Later on, I brought in both coaching and Life Design concepts into my professional work as a college counselor for high school students. I saw how these approaches could help students take a broader approach rooted in self-understanding and discovery when planning their future.
What Have You Learned From It?
Life Design equips us with multiple mindsets to approach decision-making in life. One example of such concept is the “Gravity Problem”, which are problems that are – much like the laws of gravity – so insurmountable that they are unable for us to change as individuals. So rather than focus on problems we can’t change, we need to refine the problems we can address. A “problem”, in a mathematician or engineer’s perspective, that we can try to solve.

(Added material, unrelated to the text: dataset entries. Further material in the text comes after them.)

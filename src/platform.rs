//! Production adjustments for the hosting platform.
//!
//! Only applied when the deployment mode is production:
//!
//! - a `DATABASE_URL`, when present, replaces the `MARIADB_*` connection,
//!   keeps connections for [`CONN_MAX_AGE`] seconds and requires TLS
//! - every host is allowed; the platform router fronts the app
//! - static files are collected into `<base>/staticfiles` and served from
//!   compressed, hashed copies

use tracing::info;
use webapp_config::assets::COMPRESSED_MANIFEST_STORAGE;
use webapp_config::keys;
use webapp_config::security::ANY_HOST;
use webapp_core::{ConfigResult, EnvSnapshot};

use crate::settings::Settings;

/// Seconds a database connection may be reused.
pub const CONN_MAX_AGE: u64 = 600;

pub const STATIC_ROOT_DIR: &str = "staticfiles";

pub fn apply(mut settings: Settings, env: &EnvSnapshot) -> ConfigResult<Settings> {
    if let Some(url) = env.get(keys::DATABASE_URL).filter(|u| !u.is_empty()) {
        settings.database = settings.database.with_url(url, CONN_MAX_AGE, true)?;
        info!("Database connection taken from DATABASE_URL");
    }

    settings.security.allowed_hosts = vec![ANY_HOST.to_string()];
    settings.assets.static_root = settings.base_dir.join(STATIC_ROOT_DIR);
    settings.assets.staticfiles_storage = Some(COMPRESSED_MANIFEST_STORAGE.to_string());

    Ok(settings)
}
use axum::Router;
use axum::http::{HeaderName, HeaderValue, Method, header};
use tower_http::cors::CorsLayer;
use tower_http::set_header::SetResponseHeaderLayer;
use tracing::debug;
use webapp_config::{CorsSettings, Middleware};

use crate::settings::Settings;

pub const CROSS_ORIGIN_OPENER_POLICY: HeaderName =
    HeaderName::from_static("cross-origin-opener-policy");

const X_CSRFTOKEN: HeaderName = HeaderName::from_static("x-csrftoken");
const X_REQUESTED_WITH: HeaderName = HeaderName::from_static("x-requested-with");
const DNT: HeaderName = HeaderName::from_static("dnt");

pub fn cors_layer(cors: &CorsSettings) -> CorsLayer {
    let allowed_origins: Vec<HeaderValue> = cors
        .allowed_origins
        .iter()
        .filter_map(|origin| origin.parse().ok())
        .collect();

    CorsLayer::new()
        .allow_origin(allowed_origins)
        .allow_methods([
            Method::DELETE,
            Method::GET,
            Method::OPTIONS,
            Method::PATCH,
            Method::POST,
            Method::PUT,
        ])
        .allow_headers([
            header::ACCEPT,
            header::ACCEPT_ENCODING,
            header::AUTHORIZATION,
            header::CONTENT_TYPE,
            DNT,
            header::ORIGIN,
            header::USER_AGENT,
            X_CSRFTOKEN,
            X_REQUESTED_WITH,
        ])
}

/// Mount the configured middleware stack on `router`.
///
/// The first entry of the stack ends up outermost, so it sees the request
/// first and the response last. Entries the host framework provides
/// (sessions, CSRF, static files and so on) have no layer here.
pub fn apply_middleware<S>(router: Router<S>, settings: &Settings) -> Router<S>
where
    S: Clone + Send + Sync + 'static,
{
    settings
        .middleware
        .iter()
        .rev()
        .fold(router, |router, middleware| match middleware {
            Middleware::Cors => router.layer(cors_layer(&settings.cors)),
            Middleware::Security => router
                .layer(SetResponseHeaderLayer::if_not_present(
                    header::X_CONTENT_TYPE_OPTIONS,
                    HeaderValue::from_static("nosniff"),
                ))
                .layer(SetResponseHeaderLayer::if_not_present(
                    header::REFERRER_POLICY,
                    HeaderValue::from_static("same-origin"),
                ))
                .layer(SetResponseHeaderLayer::if_not_present(
                    CROSS_ORIGIN_OPENER_POLICY,
                    HeaderValue::from_static("same-origin"),
                )),
            Middleware::XFrameOptions => router.layer(SetResponseHeaderLayer::if_not_present(
                header::X_FRAME_OPTIONS,
                HeaderValue::from_static("DENY"),
            )),
            other => {
                debug!(middleware = other.path(), "Provided by host framework, skipping");
                router
            }
        })
}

One way that Life Design has supported me, has been teaching me how to identify, accept and embrace the Gravity Problems in my life – such as changes in my hometown, or my relationship to my parents – and identify the other issues that I do want to actively try to work on and change.

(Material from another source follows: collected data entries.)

//! `$NAME` and `${NAME}` references inside dotenv files.
//!
//! dotenvy expands references while parsing, looking names up in the
//! process environment first. Overlay files must only see the snapshot
//! they are applied to, so every reference dotenvy would expand is masked
//! before parsing and expanded afterwards with [`expand`].

/// Stands in for a `$` that starts a reference.
const MARKER: char = '\u{E000}';

#[derive(Clone, Copy, PartialEq, Eq)]
enum State {
    Unquoted,
    Single,
    Double,
    Comment,
}

/// Replace every `$` that dotenvy would treat as a reference.
///
/// Quoting follows dotenvy: single-quoted text is literal, a backslash
/// escapes the next character elsewhere, and `#` after whitespace starts
/// a comment in unquoted text.
pub(crate) fn mask_references(text: &str) -> String {
    let mut out = String::with_capacity(text.len());
    let mut state = State::Unquoted;
    let mut escaped = false;
    let mut prev = '\n';

    for c in text.chars() {
        if escaped {
            escaped = false;
        } else {
            match state {
                State::Comment if c == '\n' => state = State::Unquoted,
                State::Single if c == '\'' => state = State::Unquoted,
                State::Comment | State::Single => {}
                State::Unquoted | State::Double if c == '\\' => escaped = true,
                State::Unquoted | State::Double if c == '$' => {
                    out.push(MARKER);
                    prev = c;
                    continue;
                }
                State::Double if c == '"' => state = State::Unquoted,
                State::Unquoted if c == '"' => state = State::Double,
                State::Unquoted if c == '\'' => state = State::Single,
                State::Unquoted if c == '#' && prev.is_whitespace() => state = State::Comment,
                State::Unquoted | State::Double => {}
            }
        }
        out.push(c);
        prev = c;
    }
    out
}

fn is_name_char(c: char) -> bool {
    c.is_alphanumeric() || c == '_'
}

/// Expand masked references in a parsed value.
///
/// Unknown names expand to the empty string. A marker not followed by a
/// name is written back as a literal `$`.
pub(crate) fn expand(value: &str, lookup: impl Fn(&str) -> Option<String>) -> String {
    let mut out = String::with_capacity(value.len());
    let mut rest = value;

    while let Some(pos) = rest.find(MARKER) {
        out.push_str(&rest[..pos]);
        rest = &rest[pos + MARKER.len_utf8()..];

        let reference = match rest.strip_prefix('{') {
            Some(braced) => braced
                .find('}')
                .map(|end| (&braced[..end], &braced[end + 1..])),
            None => {
                let end = rest.find(|c: char| !is_name_char(c)).unwrap_or(rest.len());
                Some((&rest[..end], &rest[end..]))
            }
        };

        match reference {
            Some((name, after)) if !name.is_empty() => {
                out.push_str(&lookup(name).unwrap_or_default());
                rest = after;
            }
            _ => out.push('$'),
        }
    }

    out.push_str(rest);
    out
}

How can it be helpful for others?
Life Design offers many tools and approaches to help us design well-lived and joyful futures. It is a process that invites curiosity towards ourselves, and helps us reframe so we can get “unstuck”.
Another really important approach in Life Design is the “bias towards action”, which encourages us to act upon our ideas through “prototyping” conversations with others or having prototype experiences. It is this dynamic approach to life planning which I find helps me and my students get out of thinking mode and into making tiny actions, which can help provide the necessary “felt experience” to support decision-making.
Bio
Rosalyn was born in Canada and grew up in Hong Kong. She now a high school college counselor in Taipei. She looks forward to helping teenagers, young adults, professionals and parents find their direction and purpose through Life Design principles. In addition to training with the BMC Academy she is also a student of the Body Mind Centering Somatic Movement Educator Program in Taiwan. Her hobbies include contact improvisation dance and Playback Theatre.